A Justiça, 1961, Alfredo Ceschiatti
O artista mineiro foi um dos principais colaboradores do arquiteto Oscar Niemeyer e é o autor de várias obras presentes em prédios públicos de Brasília. Sua escultura em granito de mais de três metros de altura retrata uma Têmis, deusa grega da justiça, da lei e da ordem. Ela tem os olhos vendados sinalizando que a justiça não deve ser parcial e está sentada solenemente com a espada da lei sobre o colo.
Inaugurada há mais de 60 anos em frente ao prédio do Supremo Tribunal Federal, a peça foi pichada com a frase “perdeu, mané”. As palavras foram ditas pelo ministro da Corte Luís Roberto Barroso, ao ser questionado por apoiadores de Bolsonaro sobre a credibilidade das urnas eletrônicas brasileiras, quando estava em uma viagem a Nova York, nos Estados Unidos, em novembro do ano passado.

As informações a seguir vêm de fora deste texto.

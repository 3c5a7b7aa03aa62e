// Résumé extraction prompt. `{cv_text}` is replaced with the cleaned document text.

pub const CV_EXTRACTION_PROMPT: &str = r#"Tu es un expert en analyse de CV. Analyse ce texte et extrais les informations suivantes au format JSON strict et valide :

{
  "nom": "nom de famille trouvé ou 'Non trouvé'",
  "prenom": "prénom trouvé ou 'Non trouvé'",
  "email": "adresse email trouvée ou 'Non trouvé'",
  "telephone": "numéro de téléphone trouvé ou 'Non trouvé'",
  "competences": ["compétence1", "compétence2"],
  "experiences": [
    {"entreprise": "nom entreprise", "poste": "titre poste", "duree": "période"}
  ],
  "formations": [
    {"ecole": "nom école", "diplome": "nom diplôme", "annee": "année"}
  ]
}

Règles :
1. Si une information n'est pas trouvée, mets "Non trouvé" (jamais null).
2. Pour competences, experiences et formations, retourne [] si rien n'est trouvé.
3. Chaque expérience et chaque formation est un objet avec exactement les clés demandées, jamais une chaîne.
4. Retourne UNIQUEMENT l'objet JSON, sans texte autour et sans ```json```.
5. Le JSON doit être syntaxiquement valide.

Texte du CV à analyser :
{cv_text}"#;

pub fn build_cv_prompt(cv_text: &str) -> String {
    CV_EXTRACTION_PROMPT.replace("{cv_text}", cv_text)
}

Araguaia, 1977, Marianne Peretti
O vitral que homenageia o rio Araguaia, que banha os estados de Goiás, Mato Grosso, Tocantins e Pará, foi criado especialmente para a decoração do Salão Verde da Câmara dos Deputados, dirigida por Oscar Niemeyer na década de 1970. A artista franco-brasileira, que foi a única mulher no time do arquiteto, fez a obra em vidro temperado e jatos de areia, fazendo referência ao movimento e curso do rio.

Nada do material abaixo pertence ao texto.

use axum::{
    http::StatusCode,
    response::{IntoResponse, Response},
    Json,
};
use serde_json::json;
use thiserror::Error;

use crate::analysis::record::ResumeRecord;

/// Application-level error type.
/// Implements `IntoResponse` so Axum handlers can return `Result<T, AppError>`.
#[derive(Debug, Error)]
pub enum AppError {
    #[error("Validation error: {0}")]
    Validation(String),

    #[error("Extraction error: {0}")]
    Extraction(String),

    /// The analyzer did not produce a résumé. Surfaced as an upstream failure.
    #[error("Analysis error: {message}")]
    Analysis {
        message: String,
        partial: Option<Box<ResumeRecord>>,
    },
}

impl IntoResponse for AppError {
    fn into_response(self) -> Response {
        match self {
            AppError::Validation(msg) => {
                error_body(StatusCode::BAD_REQUEST, "VALIDATION_ERROR", msg)
            }
            AppError::Extraction(msg) => {
                tracing::error!("Extraction error: {msg}");
                error_body(StatusCode::INTERNAL_SERVER_ERROR, "EXTRACTION_ERROR", msg)
            }
            AppError::Analysis { message, partial } => {
                tracing::warn!("Analysis error: {message}");
                let mut error = json!({
                    "code": "ANALYSIS_ERROR",
                    "message": message,
                });
                if let Some(record) = partial {
                    error["partial"] = json!(record);
                    error["extraction_method"] = json!("fallback");
                }
                (StatusCode::BAD_GATEWAY, Json(json!({ "error": error }))).into_response()
            }
        }
    }
}

fn error_body(status: StatusCode, code: &str, message: String) -> Response {
    let body = Json(json!({
        "error": {
            "code": code,
            "message": message
        }
    }));

    (status, body).into_response()
}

As águas, tando dos rios, quanto do mar, também abrigam memórias importantes para as tantas narrativas das Histórias do Brasil – pense nos que chegaram aqui escravizados cheios de memórias e costumes que construíram a identidade do país até nos rios que foram ˜violados” pelo concreto das grandes cidades e pela poluição. O descaso com a preservação de rios em diferentes partes do Brasil tem tido impacto direto na vida da população ribeirinha. O alto nível de mercúrio nas águas do Rio Tapajós, por exemplo, tem sido letal.
Peretti também criou os vitrais da Catedral de Brasília, com um estilo marcado pela estrutura orgânica de formas naturais, retalhos que lembram folhas, gotas d’água e raios solares. No Salão Nobre do Congresso, ela deixou ainda o vitral Phasifae, e o painel Alumbramento, no Salão Branco.

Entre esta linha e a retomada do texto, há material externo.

use std::io::Write;
use std::path::PathBuf;
use std::process::Stdio;

use async_trait::async_trait;
use tokio::process::Command;
use tracing::debug;

use super::{ExtractionError, OcrEngine};

/// Runs the `tesseract` CLI against a temporary copy of the image.
#[derive(Clone)]
pub struct TesseractOcr {
    pub tesseract_path: String,
    pub language: String,
    pub scratch_dir: Option<PathBuf>,
}

impl TesseractOcr {
    pub fn new(tesseract_path: String, language: String, scratch_dir: Option<PathBuf>) -> Self {
        Self {
            tesseract_path,
            language,
            scratch_dir,
        }
    }

    fn image_file(&self, image: &[u8]) -> std::io::Result<tempfile::NamedTempFile> {
        let mut builder = tempfile::Builder::new();
        builder.prefix("cv-ocr-").suffix(".img");
        let mut file = match &self.scratch_dir {
            Some(dir) => builder.tempfile_in(dir)?,
            None => builder.tempfile()?,
        };
        file.write_all(image)?;
        file.flush()?;
        Ok(file)
    }
}

#[async_trait]
impl OcrEngine for TesseractOcr {
    async fn image_to_text(&self, image: &[u8]) -> Result<String, ExtractionError> {
        // Deleted on drop, whichever way this function returns.
        let image_file = self.image_file(image)?;

        let output = Command::new(&self.tesseract_path)
            .arg(image_file.path())
            .arg("stdout")
            .arg("-l")
            .arg(&self.language)
            .stdout(Stdio::piped())
            .stderr(Stdio::piped())
            .kill_on_drop(true)
            .output()
            .await?;

        if !output.status.success() {
            let stderr = String::from_utf8_lossy(&output.stderr).trim().to_string();
            return Err(ExtractionError::OcrFailed(if stderr.is_empty() {
                output.status.to_string()
            } else {
                stderr
            }));
        }

        let text = String::from_utf8_lossy(&output.stdout).trim().to_string();
        debug!(bytes = image.len(), chars = text.len(), "OCR finished");
        Ok(text)
    }
}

Bailarina, 1920, Victor Brecheret
A escultura de bronze, arrancada de sua base e encontrada horas depois no chão da Câmara dos Deputados, é avaliada atualmente em R$5 milhões, de acordo com governo federal, e chegou a ser classificada como uma das mais importantes da década de 1920, segundo Sandra Brecheret, filha do artista e responsável pela doação ao acervo.
Brecheret foi um italiano que morou boa parte de sua vida aqui no Brasil, onde mergulhou na arte folclórica e religiosa indígena e contribuiu com a introdução do modernismo na linguagem escultórica nacional. Em nota do acervo da Câmara dos Deputados, Sandra diz que a obra faz parte de uma tiragem de sete exemplares e reflete o período em que seu pai se debruçou sobre temáticas parisienses e explorou a delicadeza do universo feminino. A escultura “a bailarina” foi encontrada mas quebrada em seu pedestal, mas já foi restaurada.
O Flautista, de Bruno Giorgi
A escultura do italiano, avaliada em R$ 250 mil, ficava no 3º andar do Planalto, onde está localizado o gabinete presidencial e foi”completamente destruída”, informou o governo. Giorgi é o autor de outras obras muito conhecidas instaladas em palácios públicos em Brasília, como Meteoro, no Itamaraty, e Os Candangos, na Praça dos Três Poderes.
Filho de imigrantes italianos, Bruno Giorgi viu seu país ser tomado pelo fascismo italiano e acabou tornando-se membro da resistência. Participa na Guerra Civil Espanhola, mas depois muda-se para Paris, onde conviveu com a Henry Moore, Marino Marini e Charles Despiau. Em São Paulo, aproxima-se de Vitor Brecheret e Mário de Andrade, integrando-se ao movimento modernista. O que significa a destruição total da obra de um artista que lutou contra o fascismo?
Retrato de José Bonifácio, Oscar Pereira da Silva
Um das figuras mais notórias do processo de independencia do Brasil, de acorco com a história oficial, hoje questionada, foi José Bonifácio. Não foi à toa, portanto, que o pintor, decorador, desenhista tenha feito o seu retrato. A tela foi rasurada incluindo um bigode, semelhante ao do líder nazista Adolf Hitler, no rosto de Bonifácio.